Animal Welfare Program Expands Research on Canine Companions

Animal Welfare Program Expands Research on Canine Companions

Alexandra (Sasha) Protopopova at the Human Animal Interaction Lab

A new lab in UBC’s Animal Welfare Program welcomes furry, four-legged participants who can provide researchers with greater insights into their cognitive abilities.

Led by Assistant Professor and Certified Applied Animal Behaviourist, Alexandra (Sasha) Protopopova, the Human-Animal Interaction Lab will use behavioural studies to understand differences in dog personality and learning. Additionally, the lab will study the welfare and behaviour of therapy and assistance dogs that help people.

“The opening of the brand new Human-Animal Interaction Lab space will finally allow us to work collaboratively with the local dog-loving community. We are excited to bring in our dog guests and their owners to learn more about our best friends,” says Protopopova. “It will also allow for teaching opportunities for graduate and undergraduate students who are interested in companion animal behaviour.”

Protopopova holds the NSERC/BC SPCA Industrial Research Chair in Animal Welfare, so her research findings are expected to impact many areas: animal shelter practices, including supporting positive behaviour of dogs living in shelters; therapy dog training practices to improve the wellbeing of dogs and the people they assist; and, general companion animal welfare knowledge.

In 2020, Humane Canada reported 20,000 dogs were taken into shelters with approximately 50% of them being adopted. Unfortunately, dog adoptions have slowed down in 2022.

“With COVID-19 restrictions ending and many going back to the office, some dog owners are discovering behavioural challenges, such as separation anxiety, in their new companions. Furthermore, the difficult economic situation and lack of access to pet-friendly affordable housing means that many are forced to rehome their beloved pets. This is now an urgent time to help dogs and owners in need.”

The lab will undertake a variety of studies, including ways to assist dog owners with their dogs’ behavioural concerns. It will also be a place for learning about animal behaviour and animal sheltering, in general.

The new lab is outfitted with 360-degree cameras and twoway mirrors, and expands the Animal Welfare Program’s ability to contribute research and applied knowledge on companion animals and the role of animals in society.

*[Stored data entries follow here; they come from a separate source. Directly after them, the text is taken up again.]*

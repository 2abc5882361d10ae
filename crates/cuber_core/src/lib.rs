//! Move algebra for NxNxN cubes.
//!
//! A [`Cube`] owns `N^3` cubelets and a [`GroupTable`] of every twistable
//! group: single layers, contiguous layer ranges, slices, and whole-cube
//! rotations. Groups are addressed by standard cube notation (`R`, `Rw`,
//! `2-3Rw`, `M`, `x`, ...) and twisted through a hold/twist/drop lifecycle
//! that keeps the slot map consistent.

#[macro_use]
extern crate lazy_static;

mod action;
mod cube;
mod cubelet;
mod errors;
mod face;
pub mod notation;
mod table;
pub mod tween;

pub use action::{MoveLog, TwistAction};
pub use cube::{Cube, GroupMut};
pub use cubelet::{Cubelet, CubeletId};
pub use errors::CubeError;
pub use face::Face;
pub use notation::{BlockType, GroupKey, LayerRange, Sentinel};
pub use table::{CubeGroup, GroupAxis, GroupId, GroupTable};

/// Smallest supported cube order.
pub const MIN_ORDER: u16 = 2;
/// Largest supported cube order.
pub const MAX_ORDER: u16 = 9;
/// Order of a standard cube.
pub const DEFAULT_ORDER: u16 = 3;

/// One third of the width of the whole cube, in world units. A cube of any
/// order is `3 * CUBELET_SIZE` wide.
pub const CUBELET_SIZE: cuber_math::Float = 64.0;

UBC’s veterinarians have reviewed the lab to ensure it’s safe for humans and dogs. Protopopova also points out researchers will ensure consent comes from dog owners and the dogs themselves using behavioural cues. For example, dogs who shy away from interacting with researchers or show signs of being tired or distracted will not be asked to continue and instead either be rescheduled or find an alternative study that would be more suitable for the dog’s comfort.

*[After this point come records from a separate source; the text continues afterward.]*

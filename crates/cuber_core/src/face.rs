//! Faces of the cube.

use std::fmt;

use cgmath::Vector3;
use cuber_math::prelude::*;
use strum::EnumIter;

/// Face of the cube, named by its notation letter.
#[derive(EnumIter, Debug, Default, Copy, Clone, PartialEq, Eq, Hash, PartialOrd, Ord)]
#[repr(u8)]
pub enum Face {
    /// Right (`+x`).
    #[default]
    R = 0,
    /// Left (`-x`).
    L = 1,
    /// Up (`+y`).
    U = 2,
    /// Down (`-y`).
    D = 3,
    /// Front (`+z`).
    F = 4,
    /// Back (`-z`).
    B = 5,
}
impl fmt::Display for Face {
    fn fmt(&self, f: &mut fmt::Formatter<'_>) -> fmt::Result {
        write!(f, "{}", self.symbol())
    }
}
impl From<SignedAxis> for Face {
    fn from(axis: SignedAxis) -> Self {
        use Face::*;

        match (axis.axis, axis.sign) {
            (Axis::X, Sign::Pos) => R,
            (Axis::X, Sign::Neg) => L,
            (Axis::Y, Sign::Pos) => U,
            (Axis::Y, Sign::Neg) => D,
            (Axis::Z, Sign::Pos) => F,
            (Axis::Z, Sign::Neg) => B,
        }
    }
}
impl Face {
    /// Returns the axis perpendicular to the face.
    pub fn axis(self) -> Axis {
        use Face::*;

        match self {
            R | L => Axis::X,
            U | D => Axis::Y,
            F | B => Axis::Z,
        }
    }
    /// Returns which side of the cube the face is on.
    pub fn sign(self) -> Sign {
        use Face::*;

        match self {
            R | U | F => Sign::Pos,
            L | D | B => Sign::Neg,
        }
    }
    /// Returns the outward-pointing axis of the face.
    pub fn signed_axis(self) -> SignedAxis {
        self.axis().signed(self.sign())
    }
    /// Returns the outward-pointing unit normal of the face.
    pub fn vector(self) -> Vector3<Float> {
        self.signed_axis().vector()
    }
    /// Returns the face on the other side of the cube.
    #[must_use]
    pub fn opposite(self) -> Self {
        Self::from(-self.signed_axis())
    }

    /// Returns the face whose normal is closest to `v`.
    pub fn nearest(v: Vector3<Float>) -> Self {
        let [x, y, z] = [v.x.abs(), v.y.abs(), v.z.abs()];
        let axis = if x >= y && x >= z {
            Axis::X
        } else if y >= z {
            Axis::Y
        } else {
            Axis::Z
        };
        Self::from(axis.signed(Sign::of(axis.component(v))))
    }

    /// Returns the uppercase notation letter for the face.
    pub fn symbol(self) -> char {
        use Face::*;

        match self {
            R => 'R',
            L => 'L',
            U => 'U',
            D => 'D',
            F => 'F',
            B => 'B',
        }
    }
    /// Returns the face for an uppercase or lowercase notation letter.
    pub fn from_symbol(c: char) -> Option<Self> {
        use Face::*;

        match c.to_ascii_uppercase() {
            'R' => Some(R),
            'L' => Some(L),
            'U' => Some(U),
            'D' => Some(D),
            'F' => Some(F),
            'B' => Some(B),
            _ => None,
        }
    }
    /// Returns the full name of the face, such as `Right`.
    pub fn name(self) -> &'static str {
        use Face::*;

        match self {
            R => "Right",
            L => "Left",
            U => "Up",
            D => "Down",
            F => "Front",
            B => "Back",
        }
    }

    /// Returns the slice move letter for the center slice parallel to this
    /// face, and whether a twist of this face in the same direction is the
    /// inverse of that slice move.
    ///
    /// `M` follows `L`, `E` follows `D`, and `S` follows `F`.
    pub fn slice(self) -> (char, bool) {
        use Face::*;

        match self {
            R => ('M', true),
            L => ('M', false),
            U => ('E', true),
            D => ('E', false),
            F => ('S', false),
            B => ('S', true),
        }
    }
    /// Returns the face whose direction the slice move letter (`M`, `E`, or
    /// `S`, in either case) follows.
    pub fn from_slice_symbol(c: char) -> Option<Self> {
        match c.to_ascii_uppercase() {
            'M' => Some(Face::L),
            'E' => Some(Face::D),
            'S' => Some(Face::F),
            _ => None,
        }
    }
}

#[cfg(test)]
mod tests {
    use itertools::Itertools;
    use pretty_assertions::assert_eq;
    use strum::IntoEnumIterator;

    use super::*;

    #[test]
    fn test_face_axes() {
        for face in Face::iter() {
            assert_eq!(Face::from(face.signed_axis()), face);
            assert_eq!(face.opposite().opposite(), face);
            assert_eq!(face.opposite().axis(), face.axis());
            assert_ne!(face.opposite().sign(), face.sign());
            assert_eq!(Face::nearest(face.vector() * 0.9), face);
            assert_eq!(Face::from_symbol(face.symbol()), Some(face));
            assert_eq!(
                Face::from_symbol(face.symbol().to_ascii_lowercase()),
                Some(face),
            );
        }
        assert_eq!(Face::from_symbol('M'), None);
        assert_eq!(Face::R.opposite(), Face::L);
        assert_eq!(Face::B.name(), "Back");
        assert!(Face::iter().map(Face::name).all_unique());
    }

    #[test]
    fn test_slice_table() {
        for c in ['M', 'E', 'S'] {
            let face = Face::from_slice_symbol(c).expect("slice face");
            assert_eq!(face.slice(), (c, false));
            assert_eq!(face.opposite().slice(), (c, true));
        }
    }
}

Funding for the lab came from the Canada Foundation for Innovation JELF and the BC Knowledge Development Fund. Research at the lab space is primary funded by the Natural Sciences and Engineering Research Council Discovery Grant and the Human Animal Bond Research Institute.

Those interested in having their pets participate in future studies can email

Comparing Breed and Individual Behaviour

Amin Azadian

Amin Azadian is a PhD student in Applied Animal Biology and earned a Doctor of Veterinary Medicine from the University of Tabriz in Iran. His past research focused on domestic cats, in particular the impact of Feline Immunodeficiency Virus infection on developing age-associated cognitive impairments (Feline Dementia).

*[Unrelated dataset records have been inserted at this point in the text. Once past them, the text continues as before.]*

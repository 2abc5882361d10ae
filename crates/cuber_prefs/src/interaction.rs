use serde::{Deserialize, Serialize};

#[derive(Serialize, Deserialize, Debug, Default, Clone, PartialEq)]
#[serde(default)]
pub struct InteractionPreferences {
    /// Multiplier applied to drag-derived twist angles.
    pub drag_sensitivity: f32,
    /// A pointer drag becomes a twist once `min(width, height) / distance`
    /// drops to this value or below.
    pub drag_threshold_ratio: f32,
    /// Minimum angular speed (radians per second) at which a short drag is
    /// completed to a full quarter turn on release.
    pub flick_speed_threshold: f32,
    /// Fraction of the remaining distance that the displayed drag angle
    /// catches up each frame.
    pub follow_factor: f32,
}

impl InteractionPreferences {
    /// Returns whether a pointer drag of `distance` pixels in a viewport of
    /// size `[width, height]` is long enough to begin a twist.
    pub fn exceeds_drag_threshold(&self, [width, height]: [f32; 2], distance: f32) -> bool {
        f32::min(width, height) / distance <= self.drag_threshold_ratio
    }
}

#[cfg(test)]
mod tests {
    use super::*;

    #[test]
    fn test_drag_threshold() {
        let prefs = InteractionPreferences {
            drag_threshold_ratio: 128.0,
            ..Default::default()
        };
        assert!(!prefs.exceeds_drag_threshold([1280.0, 1024.0], 0.0));
        assert!(!prefs.exceeds_drag_threshold([1280.0, 1024.0], 7.9));
        assert!(prefs.exceeds_drag_threshold([1280.0, 1024.0], 8.0));
        assert!(prefs.exceeds_drag_threshold([1280.0, 1024.0], 100.0));
    }
}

Today, he is turning his attention to the study of domestic dogs.

“I was always interested in exploring how animals interact with their environment and to what extent the interaction between the genetic makeup and previous life experiences can shape the behaviour and personality of animals,” said Azadian. “I chose to study domestic dogs because the long history of artificial selection in dogs to accentuate desirable traits according to their utility to humans provides a unique opportunity to study between-breed differences in various aspects of behaviour.”

Azadian will also study dogs within a single breed with the aim of understanding the impact of previous experiences, such as the training, on learning and behaviour. By better understanding fundamental behavioural differences and their genetic underpinnings, he hopes to better classify and understand individual differences in animals, which hasn’t received a lot of attention in research studies.